Sunday, April 23, 2006

Alan Warner

is a particular favorite of mine; he's got a new novel coming out shortly, so Hephzibah Anderson interviews him in the Observer and Aidan Smith has a good piece in the Scotsman. (Thanks to Sarah for the links.)

The new book's called The Worms Can Carry Me To Heaven but unfortunately (expensively!) is only showing up on Amazon UK for now (I'm going to have to get it anyway, I think, along with that Jenny Diski one I covet); meanwhile if you have not read them, do check out Morvern Callar and The Sopranos (nothing to do with the TV series), which are both absolutely delightful in surprisingly different ways.

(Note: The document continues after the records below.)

//! Signing a transaction request and broadcasting it.

use quill_primitives::Hash;
use quill_rpc_client::{RpcClient, Transport};
use quill_signer::Signer;
use quill_transaction::{SignedTransaction, TransactionRequest};

use crate::{ChainProfile, Error, ValidationError};

/// Binds `request` to the profile's chain and signs it.
pub fn sign(
    signer: &impl Signer,
    request: impl Into<TransactionRequest>,
    profile: &ChainProfile,
) -> Result<SignedTransaction, Error> {
    let unsigned = request.into().bind(profile.chain_id);
    Ok(unsigned.sign(signer)?)
}

/// Signs `request` and submits it with `eth_sendRawTransaction`, returning
/// the transaction hash.
///
/// The node's chain id must match the profile. Blob transactions that carry
/// their sidecar are sent in network form. The send is not retried.
pub async fn sign_and_send<TransportT: Transport>(
    client: &RpcClient<TransportT>,
    signer: &impl Signer,
    request: impl Into<TransactionRequest>,
    profile: &ChainProfile,
) -> Result<Hash, Error> {
    let chain_id = client.chain_id().await?;
    if chain_id != profile.chain_id {
        return Err(ValidationError::ChainMismatch {
            expected: profile.chain_id,
            actual: chain_id,
        }
        .into());
    }

    let signed = sign(signer, request, profile)?;
    let hash = client.send_raw_transaction(&signed.to_raw_hex()).await?;

    if hash != signed.transaction_hash() {
        log::warn!(
            "Node returned transaction hash {hash}, computed {}",
            signed.transaction_hash()
        );
    }

    Ok(hash)
}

  1. Alan Warner is, to use a word my mother likes, 'dreamy'. He also has lovely manners when he's being interviewed.
    When I was covering the Edinburgh Book Festival for a free Fest paper back in 2002 I actually wasn't allowed to interview him, as my lit.crush on him was so severe that they didn't think I'd manage it. I watched him in a panel on modern scottish fiction, though, and decided that it was a very worthy crush indeed!

  2. I read Morven Caller and I did enjoy it, though it lost me towards the end when it went into a more surrealistic mode. I have to admit I found the main character eventually unsympathetic, having identified with her for about the first half or two-thirds.

    The reason I actually read this book was because someone gave me his follow-up while I was in hospital. I read the follow-up, whose title I forget exactly but it was something like "these strange lands". And I am very ashamed to admit I did not understand a word of it. It was about people on an island, but I read pages without knowing what I was reading. Someone said, maybe on the blurb, that the book was supposed to represent a drug experience. But I just could not make head or tail of it.

    Now, reading your comments, I feel very stupid. I just could not appreciate or understand this book. I don't mean this in a negative, critical way, but literally. I could not process the information in a meaningful (to me) way. I found this a very disturbing experience, and not one familiar to me -- I think I understand most things I come across in life, beign of reasonably average intelligence. What is wrong with my brain?